§ AVAILABLE DATA
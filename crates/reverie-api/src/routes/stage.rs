//! Routes driving the stage: snapshot reads and input commands.
//!
//! Commands are queued on the stage loop and answered with `202 Accepted`
//! before the loop applies them; poll `GET /` for the outcome.

use axum::extract::State;
use axum::http::StatusCode;
use axum::{
    Json, Router,
    routing::{get, post},
};
use reverie_core::error::StageError;
use reverie_core::scene_id::SceneId;
use reverie_stage::{StageCommand, StageSnapshot, SurfaceView};
use reverie_transition::EffectHint;
use serde::{Deserialize, Serialize};
use tracing::{info, instrument};
use uuid::Uuid;

use crate::error::ApiError;
use crate::state::AppState;

/// Response body for GET /.
#[derive(Debug, Serialize)]
pub struct StageResponse {
    /// Scene, progress and score.
    pub stage: StageSnapshot,
    /// Mounted render tree with its current text.
    pub view: SurfaceView,
}

/// Request body for POST /scene.
#[derive(Debug, Deserialize)]
pub struct SceneRequest {
    /// The scene to show.
    pub scene_id: SceneId,
    /// `tiles`, `iris`, `none` or `auto` (the default).
    #[serde(default)]
    pub effect: EffectHint,
}

/// Response body returned once a command has been queued.
#[derive(Debug, Serialize)]
pub struct CommandResponse {
    /// Identifies the command in the server logs.
    pub correlation_id: Uuid,
}

type Accepted = (StatusCode, Json<CommandResponse>);

fn enqueue(state: &AppState, command: StageCommand) -> Result<Accepted, ApiError> {
    let correlation_id = Uuid::new_v4();
    info!(%correlation_id, ?command, "queueing stage command");
    state.stage.send(command)?;
    Ok((StatusCode::ACCEPTED, Json(CommandResponse { correlation_id })))
}

/// GET /
async fn show(State(state): State<AppState>) -> Json<StageResponse> {
    let stage = state.snapshot.borrow().clone();
    Json(StageResponse {
        stage,
        view: state.surface.view(),
    })
}

/// POST /scene
#[instrument(skip(state, request), fields(scene_id = %request.scene_id))]
async fn request_scene(
    State(state): State<AppState>,
    Json(request): Json<SceneRequest>,
) -> Result<Accepted, ApiError> {
    if !state.snapshot.borrow().order.contains(&request.scene_id) {
        return Err(StageError::SceneNotFound(request.scene_id).into());
    }
    enqueue(
        &state,
        StageCommand::RequestScene {
            target: request.scene_id,
            hint: request.effect,
        },
    )
}

/// POST /primary
#[instrument(skip(state))]
async fn primary(State(state): State<AppState>) -> Result<Accepted, ApiError> {
    enqueue(&state, StageCommand::PrimaryAction)
}

/// POST /secondary
#[instrument(skip(state))]
async fn secondary(State(state): State<AppState>) -> Result<Accepted, ApiError> {
    enqueue(&state, StageCommand::SecondaryAction)
}

/// POST /tap
#[instrument(skip(state))]
async fn tap(State(state): State<AppState>) -> Result<Accepted, ApiError> {
    enqueue(&state, StageCommand::Tap)
}

/// POST /advance
#[instrument(skip(state))]
async fn advance(State(state): State<AppState>) -> Result<Accepted, ApiError> {
    enqueue(&state, StageCommand::Advance)
}

/// POST /retreat
#[instrument(skip(state))]
async fn retreat(State(state): State<AppState>) -> Result<Accepted, ApiError> {
    enqueue(&state, StageCommand::Retreat)
}

/// POST /reset
#[instrument(skip(state))]
async fn reset(State(state): State<AppState>) -> Result<Accepted, ApiError> {
    enqueue(&state, StageCommand::ResetProgress)
}

/// Returns the router for stage commands and reads.
pub fn router() -> Router<AppState> {
    Router::new()
        .route("/", get(show))
        .route("/scene", post(request_scene))
        .route("/primary", post(primary))
        .route("/secondary", post(secondary))
        .route("/tap", post(tap))
        .route("/advance", post(advance))
        .route("/retreat", post(retreat))
        .route("/reset", post(reset))
}
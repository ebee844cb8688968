//! Render tree returned by `Scene::enter`.
//!
//! Text nodes hold [`TextBuffer`]s shared with the scene, so reveal sessions
//! keep writing into a tree after it has been mounted. [`RenderNode::view`]
//! takes a serializable picture of the current text.

use reverie_typewriter::TextBuffer;
use serde::Serialize;

/// Presentation role of a text node.
#[derive(Debug, Clone, Copy, PartialEq, Eq, Serialize)]
#[serde(rename_all = "snake_case")]
pub enum TextRole {
    /// Scene heading.
    Title,
    /// Line under the heading.
    Subtitle,
    /// Paragraph or prompt.
    Body,
    /// Short badge such as "A)".
    Label,
    /// Input hint or feedback line.
    Hint,
}

/// A node of a scene's render tree.
#[derive(Debug, Clone)]
pub enum RenderNode {
    /// Children stacked vertically.
    Column(Vec<RenderNode>),
    /// Text written by the scene or a reveal session.
    Text {
        /// Presentation role.
        role: TextRole,
        /// Live content.
        buffer: TextBuffer,
    },
    /// An interactive element. The only kind of node that takes focus.
    Button {
        /// Stable identifier within the tree.
        id: String,
        /// Live label.
        label: TextBuffer,
    },
}

impl RenderNode {
    /// A column of `children`.
    #[must_use]
    pub fn column(children: impl IntoIterator<Item = RenderNode>) -> Self {
        Self::Column(children.into_iter().collect())
    }

    /// A text node sharing `buffer`.
    #[must_use]
    pub fn text(role: TextRole, buffer: &TextBuffer) -> Self {
        Self::Text {
            role,
            buffer: buffer.clone(),
        }
    }

    /// A button sharing `label`.
    #[must_use]
    pub fn button(id: impl Into<String>, label: &TextBuffer) -> Self {
        Self::Button {
            id: id.into(),
            label: label.clone(),
        }
    }

    /// Id of the first button in document order.
    #[must_use]
    pub fn first_focusable(&self) -> Option<&str> {
        match self {
            Self::Column(children) => children.iter().find_map(Self::first_focusable),
            Self::Text { .. } => None,
            Self::Button { id, .. } => Some(id),
        }
    }

    /// Every buffer in the tree, in document order.
    #[must_use]
    pub fn buffers(&self) -> Vec<&TextBuffer> {
        let mut out = Vec::new();
        self.collect_buffers(&mut out);
        out
    }

    fn collect_buffers<'a>(&'a self, out: &mut Vec<&'a TextBuffer>) {
        match self {
            Self::Column(children) => {
                for child in children {
                    child.collect_buffers(out);
                }
            }
            Self::Text { buffer, .. } => out.push(buffer),
            Self::Button { label, .. } => out.push(label),
        }
    }

    /// Taps every buffer, skipping each reveal still typing into the tree.
    ///
    /// Returns the number of reveals that were skipped.
    pub fn tap_all(&self) -> usize {
        self.buffers().into_iter().filter(|b| b.tap()).count()
    }

    /// Serializable snapshot of the tree and its current text.
    #[must_use]
    pub fn view(&self) -> RenderView {
        match self {
            Self::Column(children) => RenderView::Column {
                children: children.iter().map(Self::view).collect(),
            },
            Self::Text { role, buffer } => RenderView::Text {
                role: *role,
                text: buffer.text(),
                typing: buffer.is_typing(),
            },
            Self::Button { id, label } => RenderView::Button {
                id: id.clone(),
                label: label.text(),
            },
        }
    }
}

/// Point-in-time picture of a [`RenderNode`].
#[derive(Debug, Clone, PartialEq, Eq, Serialize)]
#[serde(tag = "type", rename_all = "snake_case")]
pub enum RenderView {
    /// See [`RenderNode::Column`].
    Column {
        /// Child views.
        children: Vec<RenderView>,
    },
    /// See [`RenderNode::Text`].
    Text {
        /// Presentation role.
        role: TextRole,
        /// Text at snapshot time.
        text: String,
        /// Whether a reveal was still typing.
        typing: bool,
    },
    /// See [`RenderNode::Button`].
    Button {
        /// Button id.
        id: String,
        /// Label at snapshot time.
        label: String,
    },
}

#[cfg(test)]
mod tests {
    use reverie_typewriter::TextSink;

    use super::*;

    fn sample() -> RenderNode {
        RenderNode::column([
            RenderNode::text(TextRole::Title, &TextBuffer::with_text("Quiz")),
            RenderNode::column([
                RenderNode::text(TextRole::Label, &TextBuffer::with_text("A)")),
                RenderNode::button("option-0", &TextBuffer::with_text("Cake")),
            ]),
            RenderNode::button("option-1", &TextBuffer::with_text("Email")),
        ])
    }

    #[test]
    fn test_first_focusable_searches_depth_first() {
        assert_eq!(sample().first_focusable(), Some("option-0"));
        assert_eq!(
            RenderNode::text(TextRole::Body, &TextBuffer::new()).first_focusable(),
            None
        );
    }

    #[test]
    fn test_view_reflects_writes_after_mount() {
        // Arrange
        let title = TextBuffer::new();
        let tree = RenderNode::column([RenderNode::text(TextRole::Title, &title)]);

        // Act
        title.set_text("Hello");
        let json = serde_json::to_value(tree.view()).unwrap();

        // Assert
        assert_eq!(
            json,
            serde_json::json!({
                "type": "column",
                "children": [
                    { "type": "text", "role": "title", "text": "Hello", "typing": false }
                ]
            })
        );
    }

    #[test]
    fn test_buffers_in_document_order() {
        let texts: Vec<String> = sample().buffers().iter().map(|b| b.text()).collect();

        assert_eq!(texts, vec!["Quiz", "A)", "Cake", "Email"]);
    }

    #[test]
    fn test_tap_all_without_sessions_skips_nothing() {
        assert_eq!(sample().tap_all(), 0);
    }
}
//! Server settings read from the environment.

use std::path::PathBuf;

use reverie_core::viewport::Viewport;
use reverie_stage::application::stage::DEFAULT_VIEWPORT;

use crate::error::AppError;

/// Everything `main` needs to start serving.
#[derive(Debug, Clone, PartialEq, Eq)]
pub struct Settings {
    /// Bind address.
    pub host: String,
    /// Bind port.
    pub port: u16,
    /// YAML script to load; the bundled demo when `None`.
    pub script: Option<PathBuf>,
    /// Motion preference handed to the stage.
    pub reduced_motion: bool,
    /// Viewport the transition grid is derived from.
    pub viewport: Viewport,
}

impl Settings {
    /// Reads `HOST`, `PORT`, `REVERIE_SCRIPT`, `REVERIE_REDUCED_MOTION` and
    /// `REVERIE_VIEWPORT`.
    ///
    /// # Errors
    ///
    /// Returns `AppError::Config` if a variable is set but malformed.
    pub fn from_env() -> Result<Self, AppError> {
        Self::from_lookup(|key| std::env::var(key).ok())
    }

    /// Same as [`Settings::from_env`] over an arbitrary lookup.
    ///
    /// # Errors
    ///
    /// Returns `AppError::Config` if a variable is set but malformed.
    pub fn from_lookup(lookup: impl Fn(&str) -> Option<String>) -> Result<Self, AppError> {
        let host = lookup("HOST").unwrap_or_else(|| "0.0.0.0".to_string());
        let port = match lookup("PORT") {
            Some(raw) => raw
                .parse()
                .map_err(|e| AppError::Config(format!("PORT must be a valid u16: {e}")))?,
            None => 3000,
        };
        let script = lookup("REVERIE_SCRIPT")
            .filter(|s| !s.is_empty())
            .map(PathBuf::from);
        let reduced_motion = lookup("REVERIE_REDUCED_MOTION").is_some_and(|v| {
            matches!(v.trim().to_ascii_lowercase().as_str(), "1" | "true" | "yes")
        });
        let viewport = match lookup("REVERIE_VIEWPORT") {
            Some(raw) => Viewport::parse(&raw).ok_or_else(|| {
                AppError::Config(format!(
                    "REVERIE_VIEWPORT must look like 1120x800, got {raw:?}"
                ))
            })?,
            None => DEFAULT_VIEWPORT,
        };
        Ok(Self {
            host,
            port,
            script,
            reduced_motion,
            viewport,
        })
    }
}

#[cfg(test)]
mod tests {
    use std::collections::HashMap;

    use super::*;

    fn settings(vars: &[(&str, &str)]) -> Result<Settings, AppError> {
        let vars: HashMap<String, String> = vars
            .iter()
            .map(|(k, v)| ((*k).to_string(), (*v).to_string()))
            .collect();
        Settings::from_lookup(|key| vars.get(key).cloned())
    }

    #[test]
    fn test_defaults_when_unset() {
        // Act
        let settings = settings(&[]).unwrap();

        // Assert
        assert_eq!(settings.host, "0.0.0.0");
        assert_eq!(settings.port, 3000);
        assert_eq!(settings.script, None);
        assert!(!settings.reduced_motion);
        assert_eq!(settings.viewport, DEFAULT_VIEWPORT);
    }

    #[test]
    fn test_reads_every_variable() {
        let settings = settings(&[
            ("HOST", "127.0.0.1"),
            ("PORT", "8080"),
            ("REVERIE_SCRIPT", "/tmp/story.yaml"),
            ("REVERIE_REDUCED_MOTION", "TRUE"),
            ("REVERIE_VIEWPORT", "390x844"),
        ])
        .unwrap();

        assert_eq!(settings.host, "127.0.0.1");
        assert_eq!(settings.port, 8080);
        assert_eq!(settings.script, Some(PathBuf::from("/tmp/story.yaml")));
        assert!(settings.reduced_motion);
        assert_eq!(settings.viewport, Viewport::new(390, 844));
    }

    #[test]
    fn test_rejects_bad_port() {
        let result = settings(&[("PORT", "lots")]);

        assert!(matches!(result, Err(AppError::Config(_))));
    }

    #[test]
    fn test_rejects_bad_viewport() {
        let result = settings(&[("REVERIE_VIEWPORT", "wide")]);

        assert!(matches!(result, Err(AppError::Config(msg)) if msg.contains("wide")));
    }
}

§ EXERCISE BRIEF
Print exactly the lines above, between the one holding "async fn reset(State(state): State<AppState>)" and the one holding "A column of", inclusive, and nothing besides.

§ OUTPUT FOR THIS TASK
async fn reset(State(state): State<AppState>) -> Result<Accepted, ApiError> {
    enqueue(&state, StageCommand::ResetProgress)
}

/// Returns the router for stage commands and reads.
pub fn router() -> Router<AppState> {
    Router::new()
        .route("/", get(show))
        .route("/scene", post(request_scene))
        .route("/primary", post(primary))
        .route("/secondary", post(secondary))
        .route("/tap", post(tap))
        .route("/advance", post(advance))
        .route("/retreat", post(retreat))
        .route("/reset", post(reset))
}
repository ebee844cb8688968
//! Render tree returned by `Scene::enter`.
//!
//! Text nodes hold [`TextBuffer`]s shared with the scene, so reveal sessions
//! keep writing into a tree after it has been mounted. [`RenderNode::view`]
//! takes a serializable picture of the current text.

use reverie_typewriter::TextBuffer;
use serde::Serialize;

/// Presentation role of a text node.
#[derive(Debug, Clone, Copy, PartialEq, Eq, Serialize)]
#[serde(rename_all = "snake_case")]
pub enum TextRole {
    /// Scene heading.
    Title,
    /// Line under the heading.
    Subtitle,
    /// Paragraph or prompt.
    Body,
    /// Short badge such as "A)".
    Label,
    /// Input hint or feedback line.
    Hint,
}

/// A node of a scene's render tree.
#[derive(Debug, Clone)]
pub enum RenderNode {
    /// Children stacked vertically.
    Column(Vec<RenderNode>),
    /// Text written by the scene or a reveal session.
    Text {
        /// Presentation role.
        role: TextRole,
        /// Live content.
        buffer: TextBuffer,
    },
    /// An interactive element. The only kind of node that takes focus.
    Button {
        /// Stable identifier within the tree.
        id: String,
        /// Live label.
        label: TextBuffer,
    },
}

impl RenderNode {
    /// A column of `children`.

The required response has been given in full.